November 16, 2020
This post is from 2020.
Did you see the Google Doodle featuring ballerina Maria Tallchief on Saturday? The Doodle honored Tallchief in honor of Native American Heritage Month, as she was born to an Osage father and Scottish-Irish mother on the Osage Indian Reservation in Oklahoma. Featuring animations of Tallchief in some of her most famous roles, the video included contributions from three Native American artists: Lydia Cheshewalla, Yatika Starr Fields, and the Chicago-based Chris Pappan.
Cheshewalla, Fields, and Tallchief's daughter, the poet Elise Paschen, all discuss Tallchief and the Doodle in a behind-the-scenes video that also features an interview with Tallchief herself culled from WTTW's archive. Tallchief appeared on WTTW's Callaway Interviews in 1978, after she had retired from dancing and was teaching at the ballet school of the Lyric Opera, which she founded. Later, she would serve as artistic director of Chicago City Ballet, which she also founded with her sister Marjorie, a famed dancer in her own right. (Both Tallchiefs and three other respected Native American ballerinas from Oklahoma are honored in a sculpture installation in Tulsa known as "Five Moons.") Watch more excerpts from the interview below, plus see clips of Tallchief dancing and learn more about her life in a Chicago Stories segment from 2007. You can watch the full interview here.
Tallchief began learning piano and dancing at a young age due to her mother's insistence that she have an education, as she explains in the interview. Oil had been discovered on Osage land, bringing the tribe and Tallchief's father wealth, and her mother feared that Tallchief and her sister would rest on the family's fortune without education or activities. She began her career with the Ballet Russe de Monte Carlo, a touring company that, among many accomplishments, brought The Nutcracker to America. While many American dancers at the time adopted Russian names, Tallchief was proud of her Native American heritage and resisted, according to the New York Times.

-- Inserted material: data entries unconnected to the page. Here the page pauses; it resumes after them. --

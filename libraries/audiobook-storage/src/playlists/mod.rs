use audiobook_core::{error::Result, types::*, AudiobookError};
use sqlx::sqlite::SqliteRow;
use sqlx::{Row, SqlitePool};

use crate::tracks;

fn from_row(row: &SqliteRow) -> Playlist {
    Playlist {
        id: PlaylistId::new(row.get::<String, _>("id")),
        name: row.get("name"),
        description: row.get("description"),
        thumbnail_url: row.get("thumbnail_url"),
        created_at: row.get("created_at"),
    }
}

/// Get playlist by ID
pub async fn get_by_id(pool: &SqlitePool, id: &PlaylistId) -> Result<Option<Playlist>> {
    let row = sqlx::query(
        "SELECT id, name, description, thumbnail_url, created_at FROM playlists WHERE id = ?",
    )
    .bind(id.as_str())
    .fetch_optional(pool)
    .await?;

    Ok(row.as_ref().map(from_row))
}

/// Get the tracks of a playlist in playlist order
pub async fn get_tracks(pool: &SqlitePool, id: &PlaylistId) -> Result<Vec<Track>> {
    let rows = sqlx::query(
        r#"
        SELECT t.id, t.audiobook_id, t.name, t.track_number, t.duration_seconds,
               t.audio_url, t.file_size, t.created_at
        FROM playlist_tracks pt
        INNER JOIN tracks t ON t.id = pt.track_id
        WHERE pt.playlist_id = ?
        ORDER BY pt.track_order ASC
        "#,
    )
    .bind(id.as_str())
    .fetch_all(pool)
    .await?;

    Ok(rows.iter().map(tracks::from_row).collect())
}

/// Create a new playlist
pub async fn create(pool: &SqlitePool, playlist: CreatePlaylist) -> Result<Playlist> {
    let id = PlaylistId::generate();

    sqlx::query("INSERT INTO playlists (id, name, description, thumbnail_url) VALUES (?, ?, ?, ?)")
        .bind(id.as_str())
        .bind(&playlist.name)
        .bind(&playlist.description)
        .bind(&playlist.thumbnail_url)
        .execute(pool)
        .await?;

    get_by_id(pool, &id)
        .await?
        .ok_or_else(|| AudiobookError::store("Failed to retrieve created playlist"))
}

/// Append a track to the end of a playlist
pub async fn add_track(pool: &SqlitePool, id: &PlaylistId, track_id: &TrackId) -> Result<()> {
    if get_by_id(pool, id).await?.is_none() {
        return Err(AudiobookError::PlaylistNotFound(id.clone()));
    }

    // Next order is one past the current maximum
    let row = sqlx::query(
        "SELECT COALESCE(MAX(track_order), 0) + 1 AS next_order FROM playlist_tracks WHERE playlist_id = ?",
    )
    .bind(id.as_str())
    .fetch_one(pool)
    .await?;
    let next_order: i64 = row.get("next_order");

    sqlx::query("INSERT INTO playlist_tracks (playlist_id, track_id, track_order) VALUES (?, ?, ?)")
        .bind(id.as_str())
        .bind(track_id.as_str())
        .bind(next_order)
        .execute(pool)
        .await?;

    Ok(())
}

The most renowned portion of Tallchief's career came with New York City Ballet, which she joined when George Balanchine formed it, after a stint dancing at the Paris Opera Ballet. She was married to Balanchine for several years, and became one of City Ballet's star dancers, synonymous with American ballet. Balanchine created several iconic roles for Tallchief, including as the Sugar Plum Fairy in The Nutcracker (which helped popularize the ballet to the beloved chestnut it is today), the Swan Queen in Swan Lake, and the title character in The Firebird, all of which are featured in the Google Doodle. She also made guest appearances with numerous companies, including Ruth Page's Chicago Opera Ballet.
After retirement, she joined her husband in Chicago, contributing to ballet teaching and companies in this city alongside Page. She died in 2013.